I've recently been doing a lot of Objective-C programming, and just got back into doing more iPhone development. I've done a lot of programming using MVC in other languages/frameworks, but I just want to make sure I'm using MVC properly in my iPhone Development.
I created a new iPhone Utility Application, which creates two views: MainView and FlipsideView. Both have a controller (FlipsideViewController and MainViewController) and XIB file of their own.
What I've been doing is putting the IBOutlet UIControl myControl
variables in my MainView.h or FlipsideView.h files and then tying the controls in Interface Builder to those variables.

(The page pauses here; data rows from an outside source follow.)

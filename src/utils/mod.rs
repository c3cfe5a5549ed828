//! Small helpers shared across modules.

pub mod format;
pub mod fs;
//! CLI command implementations.

pub mod check;
pub mod list;
pub mod progress;
pub mod reconcile;
pub mod sync;
pub mod titles;

use crate::models::config::{load_config, load_config_from, Config};
use crate::store::Catalog;
use anyhow::{Context, Result};
use std::path::{Path, PathBuf};

/// Load the configuration file and apply command line overrides.
pub fn resolve_config(config_file: Option<&Path>, db: Option<&Path>) -> Result<Config> {
    let mut config = match config_file {
        Some(path) => load_config_from(path)
            .with_context(|| format!("Failed to load config: {}", path.display()))?,
        None => load_config(),
    };

    if let Some(db) = db {
        config.database_path = db.to_path_buf();
    }

    Ok(config)
}

/// Open the configured catalog.
pub fn open_catalog(config: &Config) -> Result<Catalog> {
    let catalog = Catalog::open(&config.database_path).with_context(|| {
        format!("Failed to open catalog: {}", config.database_path.display())
    })?;
    Ok(catalog.with_completion_threshold(config.completion_threshold))
}

/// The library root given on the command line, else the configured one.
pub fn resolve_library_path(path: Option<&Path>, config: &Config) -> Result<PathBuf> {
    path.map(Path::to_path_buf)
        .or_else(|| config.library_path.clone())
        .context("No library path given and none configured (set library_path in config.toml)")
}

Then I put any IBAction SomeAction myAction
methods in the MainViewController.h and FlipsideViewController.h files and tying the events to those methods in Interface Builder.
This seems to be conceptually correct, but seems to cause problems. Say I have a button that when clicked it changes a label's text. So the Controller doesn't have a clue of what the variable name of the label is in the OnTouchUp event handler for my button. So I make a @property
for it. But since the MainViewController.view
property isn't of type MyView
, I get warnings or errors whenever I try to access those properties from the view controller.
I am doing this correctly? Is there a better way to do this? If this is correct, how do I properly work with those variables without getting warnings or errors?
Thanks
Here's some code showing what I'm doing:
MainView.h
#import ...
@interface MainView : UIView
{
IBOutlet UILabel* label;
IBOutlet UIButton* button;
}
@property UILabel* label;
@property UIButton* button;
@end
MainViewController.m
-(void) buttonTouchUp:(id) sender
{
self.view.label.text = @"The button was pressed!"; //This gives error because label is not in the view structure or union
[self.view label].text = @"The button was pressed!"; //This gives a warning
}
I know I can cast the view to be of the right type, but that seems like a hack job. I know I can live with the warning, but a warning says to me that I'm doing something that I probably shouldn't be doing. I don't believe the SDK would set me up to do have to do something like that all the time.
I must just be misunderstanding what the View
is supposed to be and I'm using it incorrectly.